Dengan keterbatasan yang diberikan oleh FIA lewat regulasinya, menambah lebar ban jelas tidak mungkin dilakukan. Menambah bobot mobil juga akan merugikan karena justru mengurangi kemampuan mobil untuk berakselerasi dan membuat gaya sentrifugal saat berbelok jadi makin besar sehingga mobil gampang terlempar keluar lintasan. Cara yang paling populer adalah dengan memberikan downforce yang cukup pada mobil sehingga ban dapat selalu “melekat” di atas aspal. Sayangnya penambahan downforce ini selalu disertai dengan efek-efek negatif lainnya berupa peningkatan dragforce (hambatan angin terhadap mobil), efek turbulensi, stall dan lain-lain. Secara sederhana, efek akibat aliran udara terhadap mobil dan komponennya di atas dinamakan efek aerodinamika.
Pada era balapan modern dewasa ini, efek aerodinamika hampir sama pentingnya, jika tidak bisa dikatakan lebih penting, dengan faktor power mesin. Sebagai bukti, kita bisa bandingkan performa Tim Ferrari dan Tim Sauber di musim 2004 yang jauh berbeda walau mereka menggunakan mesin dan ban yang sama.
Efek aerodinamika ini bersifat kompleks dan multi faktor sehingga amat sulit dihitung dan dianalisis di atas kertas. Untuk menganalisisnya, para insinyur aerodinamika mendesain fasilitas pengujian yang dinamakan terowongan angin (wind tunnel). Di terowongan angin ini, angin dihembuskan oleh kipas (fan) berdiameter besar dengan kecepatan tertentu untuk mensimulasikan kondisi dimana mobil menghantam angin saat balapan.

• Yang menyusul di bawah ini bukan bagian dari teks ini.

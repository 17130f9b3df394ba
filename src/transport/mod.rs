//! Request/response plumbing between the workflow and the remote service.
//!
//! The workflow never talks to an HTTP library directly. It builds a
//! [`RemoteRequest`], hands it to a [`Transport`], and inspects the
//! [`RemoteResponse`] that comes back. This keeps every phase testable
//! against [`MockTransport`].
//!
//! - [`http`] - `reqwest`-backed transport used by the CLI
//! - [`mock`] - scripted transport for tests

pub mod http;
pub mod mock;

pub use http::HttpTransport;
pub use mock::MockTransport;

use crate::core::error::{Phase, ScanError};

use async_trait::async_trait;
use std::fmt;
use std::sync::Arc;

/// HTTP methods used by the scan protocol.
#[derive(Debug, Clone, Copy, PartialEq, Eq, Hash)]
pub enum Method {
    /// `GET`
    Get,
    /// `POST`
    Post,
}

impl fmt::Display for Method {
    fn fmt(&self, f: &mut fmt::Formatter<'_>) -> fmt::Result {
        match self {
            Self::Get => write!(f, "GET"),
            Self::Post => write!(f, "POST"),
        }
    }
}

/// Body of a remote request.
#[derive(Clone, PartialEq, Eq)]
pub enum RequestBody {
    /// No body.
    Empty,

    /// Raw bytes.
    Bytes(Vec<u8>),

    /// A single-file `multipart/form-data` body.
    Multipart {
        /// Form field name.
        field: String,
        /// Filename carried in the part's content disposition.
        filename: String,
        /// File content.
        data: Vec<u8>,
    },
}

impl fmt::Debug for RequestBody {
    fn fmt(&self, f: &mut fmt::Formatter<'_>) -> fmt::Result {
        match self {
            Self::Empty => write!(f, "Empty"),
            Self::Bytes(data) => f.debug_struct("Bytes").field("len", &data.len()).finish(),
            Self::Multipart {
                field,
                filename,
                data,
            } => f
                .debug_struct("Multipart")
                .field("field", field)
                .field("filename", filename)
                .field("len", &data.len())
                .finish(),
        }
    }
}

/// A single outbound request, built fresh for every call.
#[derive(Debug, Clone, PartialEq, Eq)]
pub struct RemoteRequest {
    /// Request method.
    pub method: Method,
    /// Absolute URL.
    pub url: String,
    /// Headers in insertion order.
    pub headers: Vec<(String, String)>,
    /// Request body.
    pub body: RequestBody,
    /// Workflow phase issuing the request, used to tag transport errors.
    pub phase: Phase,
}

impl RemoteRequest {
    /// Creates a `GET` request.
    pub fn get(url: impl Into<String>, phase: Phase) -> Self {
        Self {
            method: Method::Get,
            url: url.into(),
            headers: Vec::new(),
            body: RequestBody::Empty,
            phase,
        }
    }

    /// Creates a `POST` request with the given body.
    pub fn post(url: impl Into<String>, body: RequestBody, phase: Phase) -> Self {
        Self {
            method: Method::Post,
            url: url.into(),
            headers: Vec::new(),
            body,
            phase,
        }
    }

    /// Adds a header.
    pub fn with_header(mut self, name: impl Into<String>, value: impl Into<String>) -> Self {
        self.headers.push((name.into(), value.into()));
        self
    }

    /// Returns the first value of a header, compared case-insensitively.
    pub fn header(&self, name: &str) -> Option<&str> {
        self.headers
            .iter()
            .find(|(n, _)| n.eq_ignore_ascii_case(name))
            .map(|(_, v)| v.as_str())
    }
}

/// A response from the remote service.
#[derive(Clone, PartialEq, Eq)]
pub struct RemoteResponse {
    /// HTTP status code.
    pub status: u16,
    /// Canonical reason phrase, e.g. `Not Found`; may be empty.
    pub reason: String,
    /// Raw response body.
    pub body: Vec<u8>,
}

impl fmt::Debug for RemoteResponse {
    fn fmt(&self, f: &mut fmt::Formatter<'_>) -> fmt::Result {
        f.debug_struct("RemoteResponse")
            .field("status", &self.status)
            .field("reason", &self.reason)
            .field("body_len", &self.body.len())
            .finish()
    }
}

impl RemoteResponse {
    /// Creates a response with the canonical reason for `status`.
    pub fn new(status: u16, body: impl Into<Vec<u8>>) -> Self {
        Self {
            status,
            reason: canonical_reason(status).to_string(),
            body: body.into(),
        }
    }

    /// Returns the status line text, e.g. `404 Not Found`.
    pub fn status_text(&self) -> String {
        if self.reason.is_empty() {
            self.status.to_string()
        } else {
            format!("{} {}", self.status, self.reason)
        }
    }

    /// Returns the body as lossy UTF-8, trimmed.
    pub fn body_text(&self) -> String {
        String::from_utf8_lossy(&self.body).trim().to_string()
    }
}

/// Reason phrases for the statuses this client is likely to see.
fn canonical_reason(status: u16) -> &'static str {
    match status {
        200 => "OK",
        400 => "Bad Request",
        401 => "Unauthorized",
        403 => "Forbidden",
        404 => "Not Found",
        408 => "Request Timeout",
        413 => "Payload Too Large",
        429 => "Too Many Requests",
        500 => "Internal Server Error",
        502 => "Bad Gateway",
        503 => "Service Unavailable",
        504 => "Gateway Timeout",
        _ => "",
    }
}

/// Sends requests to the remote service.
///
/// Implementations perform exactly one network exchange per call. They must
/// not retry; a failure to obtain a response is returned as
/// `ScanError::Transport` or `ScanError::Timeout` tagged with the request's
/// phase. Any response, whatever its status, is `Ok`.
#[async_trait]
pub trait Transport: Send + Sync + fmt::Debug {
    /// Sends a request and returns the response.
    async fn send(&self, request: RemoteRequest) -> Result<RemoteResponse, ScanError>;
}

/// A shared transport handle.
pub type ArcTransport = Arc<dyn Transport>;
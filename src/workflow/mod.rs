//! The hash-first scan workflow.
//!
//! One run is a fixed sequence of phases, each implemented by its own
//! component borrowing the shared [`ClientConfig`] and transport:
//!
//! - [`HashProbe`] looks the content digest up in the service cache
//! - [`UploadSubmitter`] uploads the file on a cache miss
//! - [`ScanPoller`] polls the queued scan until it reports 100%
//! - [`render`] maps the final payload onto a [`ScanReport`](crate::core::ScanReport)
//!
//! [`Orchestrator`] drives them and owns the branching between the cached
//! and fresh paths.

pub mod config;
pub mod orchestrator;
pub mod poll;
pub mod probe;
pub mod render;
pub mod submit;

pub use config::{ClientConfig, PollConfig, DEFAULT_BASE_URL};
pub use orchestrator::{LookupOutcome, Orchestrator, WorkflowState};
pub use poll::{CompletedScan, ScanPoller};
pub use probe::HashProbe;
pub use render::render;
pub use submit::UploadSubmitter;
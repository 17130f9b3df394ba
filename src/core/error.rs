//! Error types for the metascan library.
//!
//! Every failure in the scan workflow is returned as a [`ScanError`] value.
//! Nothing in the library retries or exits the process; the caller decides
//! what a failure means for the invocation.

use std::fmt;
use std::path::PathBuf;
use std::time::Duration;
use thiserror::Error;

/// The network-touching phase of the workflow in which an error occurred.
#[derive(Debug, Clone, Copy, PartialEq, Eq, Hash)]
pub enum Phase {
    /// Cache lookup by content digest.
    HashLookup,
    /// Multipart upload of the file.
    Upload,
    /// Polling for scan completion.
    Polling,
}

impl fmt::Display for Phase {
    fn fmt(&self, f: &mut fmt::Formatter<'_>) -> fmt::Result {
        match self {
            Self::HashLookup => write!(f, "hash lookup"),
            Self::Upload => write!(f, "upload"),
            Self::Polling => write!(f, "polling"),
        }
    }
}

/// The main error type for scan operations.
#[derive(Debug, Error)]
pub enum ScanError {
    /// The target file could not be read.
    #[error("cannot read file '{}': {source}", path.display())]
    FileUnreadable {
        /// Path that was being read.
        path: PathBuf,
        /// Underlying I/O error.
        #[source]
        source: std::io::Error,
    },

    /// The request never produced a response (DNS, refused connection, TLS, ...).
    #[error("{phase} request failed: {message}")]
    Transport {
        /// Phase that issued the request.
        phase: Phase,
        /// Error message from the transport.
        message: String,
    },

    /// The request exceeded the per-request timeout.
    #[error("{phase} request timed out after {elapsed:?}")]
    Timeout {
        /// Phase that issued the request.
        phase: Phase,
        /// Configured timeout that elapsed.
        elapsed: Duration,
    },

    /// A response body was not valid JSON.
    #[error("invalid JSON in {phase} response: {message}")]
    Decode {
        /// Phase whose response failed to decode.
        phase: Phase,
        /// Parser error message.
        message: String,
    },

    /// The service refused the upload (HTTP 400).
    #[error("upload rejected by the service: {message}")]
    SubmissionRejected {
        /// Error text supplied by the service.
        message: String,
    },

    /// The service answered 200 but left out a required field.
    #[error("malformed {phase} response: {details}")]
    MalformedResponse {
        /// Phase whose response was malformed.
        phase: Phase,
        /// What was missing or wrong.
        details: String,
    },

    /// The service answered with a status the workflow does not handle.
    #[error("unexpected {phase} response status: {status}")]
    UnexpectedStatus {
        /// Phase that received the status.
        phase: Phase,
        /// Status line, e.g. `503 Service Unavailable`.
        status: String,
    },

    /// The scan did not reach 100% within the configured poll bounds.
    #[error(
        "scan did not complete after {attempts} polls in {elapsed:?} (last progress: {})",
        last_progress.map(|p| format!("{p}%")).unwrap_or_else(|| "unknown".to_string())
    )]
    PollLimitExceeded {
        /// Number of poll requests issued.
        attempts: u32,
        /// Wall-clock time spent polling.
        elapsed: Duration,
        /// Last progress value seen, if any was numeric.
        last_progress: Option<f64>,
    },

    /// Client configuration is invalid.
    #[error("configuration error: {message}")]
    Configuration {
        /// Description of the configuration error.
        message: String,
    },
}

impl ScanError {
    /// Returns `true` if the request never produced a response.
    pub fn is_transport(&self) -> bool {
        matches!(self, Self::Transport { .. } | Self::Timeout { .. })
    }

    /// Returns the workflow phase this error is associated with, if any.
    pub fn phase(&self) -> Option<Phase> {
        match self {
            Self::Transport { phase, .. }
            | Self::Timeout { phase, .. }
            | Self::Decode { phase, .. }
            | Self::MalformedResponse { phase, .. }
            | Self::UnexpectedStatus { phase, .. } => Some(*phase),
            Self::SubmissionRejected { .. } => Some(Phase::Upload),
            Self::PollLimitExceeded { .. } => Some(Phase::Polling),
            Self::FileUnreadable { .. } | Self::Configuration { .. } => None,
        }
    }

    /// Creates a `Transport` error.
    pub fn transport(phase: Phase, message: impl Into<String>) -> Self {
        Self::Transport {
            phase,
            message: message.into(),
        }
    }

    /// Creates a `Decode` error.
    pub fn decode(phase: Phase, message: impl Into<String>) -> Self {
        Self::Decode {
            phase,
            message: message.into(),
        }
    }

    /// Creates a `MalformedResponse` error.
    pub fn malformed(phase: Phase, details: impl Into<String>) -> Self {
        Self::MalformedResponse {
            phase,
            details: details.into(),
        }
    }

    /// Creates an `UnexpectedStatus` error.
    pub fn unexpected_status(phase: Phase, status: impl Into<String>) -> Self {
        Self::UnexpectedStatus {
            phase,
            status: status.into(),
        }
    }

    /// Creates a `Configuration` error.
    pub fn configuration(message: impl Into<String>) -> Self {
        Self::Configuration {
            message: message.into(),
        }
    }
}
//! Multipart upload of the target file.

use crate::core::{Payload, Phase, ScanError, ScanSubmission, ScanTarget};
use crate::transport::{RemoteRequest, RemoteResponse, RequestBody, Transport};
use crate::workflow::config::ClientConfig;

use serde_json::Value;

/// Multipart form field carrying the file.
pub const FILE_FIELD: &str = "file";

/// Uploads a file for scanning and parses the acceptance.
#[derive(Debug, Clone, Copy)]
pub struct UploadSubmitter<'a> {
    config: &'a ClientConfig,
    transport: &'a dyn Transport,
}

impl<'a> UploadSubmitter<'a> {
    /// Creates a submitter over the given configuration and transport.
    pub fn new(config: &'a ClientConfig, transport: &'a dyn Transport) -> Self {
        Self { config, transport }
    }

    /// Builds the `POST {base}/file` request.
    ///
    /// The base filename goes both into the multipart part and into the
    /// advisory `filename` header.
    pub fn request(&self, target: &ScanTarget) -> RemoteRequest {
        let filename = target.filename();
        let body = RequestBody::Multipart {
            field: FILE_FIELD.to_string(),
            filename: filename.clone(),
            data: target.bytes().to_vec(),
        };

        RemoteRequest::post(self.config.endpoint("file"), body, Phase::Upload)
            .with_header("apikey", self.config.api_key())
            .with_header("filename", header_safe(&filename))
    }

    /// Uploads the file and returns the queued scan's identifier.
    ///
    /// # Errors
    ///
    /// - `SubmissionRejected` on HTTP 400, carrying the service's message
    /// - `MalformedResponse` on HTTP 200 without a `data_id`
    /// - `UnexpectedStatus` on any other status
    /// - transport errors, unretried
    pub async fn submit(&self, target: &ScanTarget) -> Result<ScanSubmission, ScanError> {
        tracing::info!(
            filename = %target.filename(),
            file_size = target.len(),
            "Uploading file for scanning"
        );

        let response = self.transport.send(self.request(target)).await?;
        let submission = parse_submission(&response)?;

        tracing::info!(
            data_id = %submission.data_id,
            in_queue = ?submission.in_queue,
            "Upload successful"
        );
        Ok(submission)
    }
}

/// Classifies an upload response.
pub(crate) fn parse_submission(response: &RemoteResponse) -> Result<ScanSubmission, ScanError> {
    match response.status {
        200 => {
            let payload = Payload::decode(&response.body, Phase::Upload)?;
            let data_id = match payload.lookup("data_id") {
                Some(Value::String(id)) if !id.is_empty() => id.clone(),
                Some(Value::Number(id)) => id.to_string(),
                _ => {
                    return Err(ScanError::malformed(
                        Phase::Upload,
                        "response has no data_id",
                    ))
                }
            };

            Ok(ScanSubmission {
                data_id,
                in_queue: payload.f64_at("in_queue"),
            })
        }
        400 => {
            // A rejection without a JSON message still carries useful text.
            let message = Payload::decode(&response.body, Phase::Upload)
                .ok()
                .and_then(|payload| payload.message())
                .or_else(|| Some(response.body_text()).filter(|text| !text.is_empty()))
                .unwrap_or_else(|| response.status_text());

            Err(ScanError::SubmissionRejected { message })
        }
        _ => Err(ScanError::unexpected_status(
            Phase::Upload,
            response.status_text(),
        )),
    }
}

/// Makes a filename usable as an HTTP header value.
///
/// Header values must be visible ASCII; anything else becomes `_`.
fn header_safe(filename: &str) -> String {
    filename
        .chars()
        .map(|c| if c == ' ' || c.is_ascii_graphic() { c } else { '_' })
        .collect()
}
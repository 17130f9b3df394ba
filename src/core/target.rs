//! The file being scanned.
//!
//! A [`ScanTarget`] is read from disk once at the start of an invocation and
//! handed by reference to every phase of the workflow: the digest, the upload
//! and the report all see the same bytes.

use crate::core::error::ScanError;

use std::path::{Path, PathBuf};

/// A local file loaded into memory for scanning.
///
/// # Examples
///
/// ```rust
/// use metascan::ScanTarget;
///
/// let target = ScanTarget::from_bytes("/tmp/sample.exe", vec![0x4D, 0x5A]);
/// assert_eq!(target.filename(), "sample.exe");
/// assert_eq!(target.len(), 2);
/// ```
#[derive(Clone, PartialEq, Eq)]
pub struct ScanTarget {
    path: PathBuf,
    bytes: Vec<u8>,
}

impl std::fmt::Debug for ScanTarget {
    fn fmt(&self, f: &mut std::fmt::Formatter<'_>) -> std::fmt::Result {
        f.debug_struct("ScanTarget")
            .field("path", &self.path)
            .field("len", &self.bytes.len())
            .finish()
    }
}

impl ScanTarget {
    /// Reads the file at `path` into memory.
    pub fn load(path: impl Into<PathBuf>) -> Result<Self, ScanError> {
        let path = path.into();
        let bytes = std::fs::read(&path).map_err(|source| ScanError::FileUnreadable {
            path: path.clone(),
            source,
        })?;

        Ok(Self { path, bytes })
    }

    /// Builds a target from bytes already in memory.
    pub fn from_bytes(path: impl Into<PathBuf>, bytes: impl Into<Vec<u8>>) -> Self {
        Self {
            path: path.into(),
            bytes: bytes.into(),
        }
    }

    /// Returns the path the target was loaded from.
    pub fn path(&self) -> &Path {
        &self.path
    }

    /// Returns the file content.
    pub fn bytes(&self) -> &[u8] {
        &self.bytes
    }

    /// Returns the file size in bytes.
    pub fn len(&self) -> usize {
        self.bytes.len()
    }

    /// Returns `true` if the file is empty.
    pub fn is_empty(&self) -> bool {
        self.bytes.is_empty()
    }

    /// Returns the base name of the file, as sent to the service.
    ///
    /// Falls back to the full path text when the path has no final
    /// component (e.g. `..`).
    pub fn filename(&self) -> String {
        self.path
            .file_name()
            .map(|name| name.to_string_lossy().into_owned())
            .unwrap_or_else(|| self.path.display().to_string())
    }
}
//! HTTP transport over `reqwest`.
//!
//! One [`HttpTransport`] is built per invocation with the configured
//! per-request timeout. The timeout bounds a single call only; the poll loop
//! carries its own bounds.

use crate::core::error::{Phase, ScanError};
use crate::transport::{Method, RemoteRequest, RemoteResponse, RequestBody, Transport};

use async_trait::async_trait;
use std::time::Duration;

/// `reqwest`-backed transport.
#[derive(Debug, Clone)]
pub struct HttpTransport {
    client: reqwest::Client,
    timeout: Duration,
}

impl HttpTransport {
    /// Creates a transport whose requests time out after `timeout`.
    pub fn new(timeout: Duration) -> Result<Self, ScanError> {
        let client = reqwest::Client::builder()
            .timeout(timeout)
            .user_agent(concat!("metascan/", env!("CARGO_PKG_VERSION")))
            .build()
            .map_err(|e| ScanError::configuration(format!("failed to create HTTP client: {e}")))?;

        Ok(Self { client, timeout })
    }

    /// Returns the per-request timeout.
    pub fn timeout(&self) -> Duration {
        self.timeout
    }

    /// Converts a [`RemoteRequest`] into a `reqwest` request without sending it.
    fn build(&self, request: RemoteRequest) -> Result<reqwest::Request, ScanError> {
        let phase = request.phase;
        let method = match request.method {
            Method::Get => reqwest::Method::GET,
            Method::Post => reqwest::Method::POST,
        };

        let mut builder = self.client.request(method, request.url.as_str());
        for (name, value) in &request.headers {
            builder = builder.header(name.as_str(), value.as_str());
        }

        builder = match request.body {
            RequestBody::Empty => builder,
            RequestBody::Bytes(data) => builder.body(data),
            RequestBody::Multipart {
                field,
                filename,
                data,
            } => {
                let part = reqwest::multipart::Part::bytes(data).file_name(filename);
                builder.multipart(reqwest::multipart::Form::new().part(field, part))
            }
        };

        builder
            .build()
            .map_err(|e| ScanError::transport(phase, format!("invalid request: {e}")))
    }

    fn map_error(&self, phase: Phase, error: reqwest::Error) -> ScanError {
        if error.is_timeout() {
            ScanError::Timeout {
                phase,
                elapsed: self.timeout,
            }
        } else {
            ScanError::transport(phase, error.to_string())
        }
    }
}

#[async_trait]
impl Transport for HttpTransport {
    async fn send(&self, request: RemoteRequest) -> Result<RemoteResponse, ScanError> {
        let phase = request.phase;
        tracing::debug!(
            method = %request.method,
            url = %request.url,
            phase = %phase,
            "Sending request"
        );

        let http_request = self.build(request)?;
        let response = self
            .client
            .execute(http_request)
            .await
            .map_err(|e| self.map_error(phase, e))?;

        let status = response.status();
        let body = response
            .bytes()
            .await
            .map_err(|e| self.map_error(phase, e))?;

        tracing::debug!(
            status = status.as_u16(),
            body_len = body.len(),
            phase = %phase,
            "Received response"
        );

        Ok(RemoteResponse {
            status: status.as_u16(),
            reason: status.canonical_reason().unwrap_or_default().to_string(),
            body: body.to_vec(),
        })
    }
}
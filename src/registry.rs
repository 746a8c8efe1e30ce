// Copyright 2019-2022 Adam Greig
// Licensed under the Apache-2.0 and MIT licenses.

//! Table of supported SPI flash memories, looked up by JEDEC ID.

use thiserror::Error;

#[derive(Error, Debug, PartialEq, Eq)]
pub enum Error {
    #[error("Unable to identify flash memory: expected 3 ID bytes, got {0}.")]
    WrongLength(usize),
    #[error("Unknown flash memory with ID {:02X?}.", .0)]
    UnknownPart([u8; 3]),
}

pub type Result<T> = std::result::Result<T, Error>;

/// Description of a supported flash memory.
#[derive(Copy, Clone, Debug, PartialEq, Eq)]
pub struct Part {
    pub manufacturer: &'static str,
    pub manufacturer_id: u8,
    /// ID bits 15 to 8, the memory type.
    pub id15_id8: u8,
    /// ID bits 7 to 0, the capacity code.
    pub id7_id0: u8,
    pub name: &'static str,
    /// Capacity in bytes.
    pub capacity: usize,
    /// Page program time budget in microseconds.
    pub page_program_us: u32,
    /// 64kB block erase time budget in milliseconds.
    pub block_erase_ms: u32,
}

impl Part {
    /// The three-byte identification signature returned by the 0x9F command.
    pub fn signature(&self) -> [u8; 3] {
        [self.manufacturer_id, self.id15_id8, self.id7_id0]
    }
}

impl std::fmt::Display for Part {
    fn fmt(&self, f: &mut std::fmt::Formatter) -> std::fmt::Result {
        write!(f, "{} {}, {} bytes", self.manufacturer, self.name, self.capacity)
    }
}

const fn winbond(id15_id8: u8, id7_id0: u8, name: &'static str, capacity: usize) -> Part {
    Part {
        manufacturer: "Winbond",
        manufacturer_id: 0xEF,
        id15_id8,
        id7_id0,
        name,
        capacity,
        page_program_us: 800,
        block_erase_ms: 2000,
    }
}

const MB: usize = 1024 * 1024;

/// All supported flash memories.
///
/// Only 3-byte addressing is used, so parts larger than 16MB are not listed.
pub static PARTS: &[Part] = &[
    winbond(0x40, 0x15, "W25Q16JV-IQ", 2 * MB),
    winbond(0x40, 0x16, "W25Q32JV-IQ", 4 * MB),
    winbond(0x40, 0x17, "W25Q64JV-IQ", 8 * MB),
    winbond(0x40, 0x18, "W25Q128JV", 16 * MB),
    winbond(0x70, 0x16, "W25Q32JV-IM", 4 * MB),
    winbond(0x70, 0x17, "W25Q64JV-IM", 8 * MB),
    winbond(0x70, 0x18, "W25Q128JV-IM", 16 * MB),
];

/// Find the part matching the identification bytes `id`.
///
/// `id` must be exactly three bytes: manufacturer ID followed by the
/// two device ID bytes.
pub fn lookup(id: &[u8]) -> Result<&'static Part> {
    if id.len() != 3 {
        return Err(Error::WrongLength(id.len()));
    }
    let signature = [id[0], id[1], id[2]];
    PARTS.iter()
         .find(|part| part.signature() == signature)
         .ok_or(Error::UnknownPart(signature))
}

#[cfg(test)]
mod tests {
    use super::*;

    #[test]
    fn test_lookup_w25q128() {
        let part = lookup(&[0xEF, 0x40, 0x18]).unwrap();
        assert_eq!(part.name, "W25Q128JV");
        assert_eq!(part.capacity, 16 * 1024 * 1024);
        assert_eq!(part.page_program_us, 800);
        assert_eq!(part.block_erase_ms, 2000);
    }

    #[test]
    fn test_lookup_unknown() {
        assert_eq!(lookup(&[0xC2, 0x20, 0x18]), Err(Error::UnknownPart([0xC2, 0x20, 0x18])));
    }

    #[test]
    fn test_lookup_wrong_length() {
        assert_eq!(lookup(&[0xEF, 0x40]), Err(Error::WrongLength(2)));
        assert_eq!(lookup(&[0xEF, 0x40, 0x18, 0x00]), Err(Error::WrongLength(4)));
        assert_eq!(lookup(&[]), Err(Error::WrongLength(0)));
    }

    #[test]
    fn test_signatures_unique() {
        for (i, a) in PARTS.iter().enumerate() {
            for b in &PARTS[i + 1..] {
                assert_ne!(a.signature(), b.signature(), "{} and {}", a.name, b.name);
            }
        }
    }
}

Pada terowongan angin, mobil diletakkan secara statis dengan beberapa titik tumpuan. Titik tumpuan biasanya ada di keempat roda dan satu titik di atas mobil. Sensor gaya diletakkan di semua titik tumpuan mobil dan mengukur besarnya gaya di dua arah, arah longitudinal (searah arah angin) untuk mengukur hambatan angin terhadap mobil (dragforce) dan gaya arah vertikal atas-bawah untuk menghitung gaya tekan ke bawah atau gaya angkat (downforce atau liftforce).
Secara umum, terowongan angin dibedakan atas 2 jenis, yaitu terbuka dan tertutup. Seperti namanya, terowongan terbuka mempunyai sirkuit yang terbuka di bagian depan dan belakangnya. Karena itu angin yang digunakan untuk tes berasal dari udara luar yang terisap masuk ke dalam terowongan dan kemudian akan dibuang kembali ke udara luar di bagian belakang terowongan. Terowongan jenis ini punya kelemahan yang amat mengganggu yaitu sangat tergantung pada kondisi udara luar seperti kecepatan angin, serta temperatur, dan tekanan udara.
Terowongan jenis kedua adalah jenis tertutup. Terowongan ini mempunyai keunggulan yang sangat penting dibanding jenis pertama yaitu tenaga untuk menggerakkan kipasnya lebih kecil. Hal ini dapat dimengerti sebab pada sirkuit tertutup tentu saja angin akan terus bergerak berputar sepanjang terowongan. Dengan demikian, fungsi kipas hanya untuk melawan kerugian tekanan angin akibat gesekannya dengan dinding-dinding terowongan saja.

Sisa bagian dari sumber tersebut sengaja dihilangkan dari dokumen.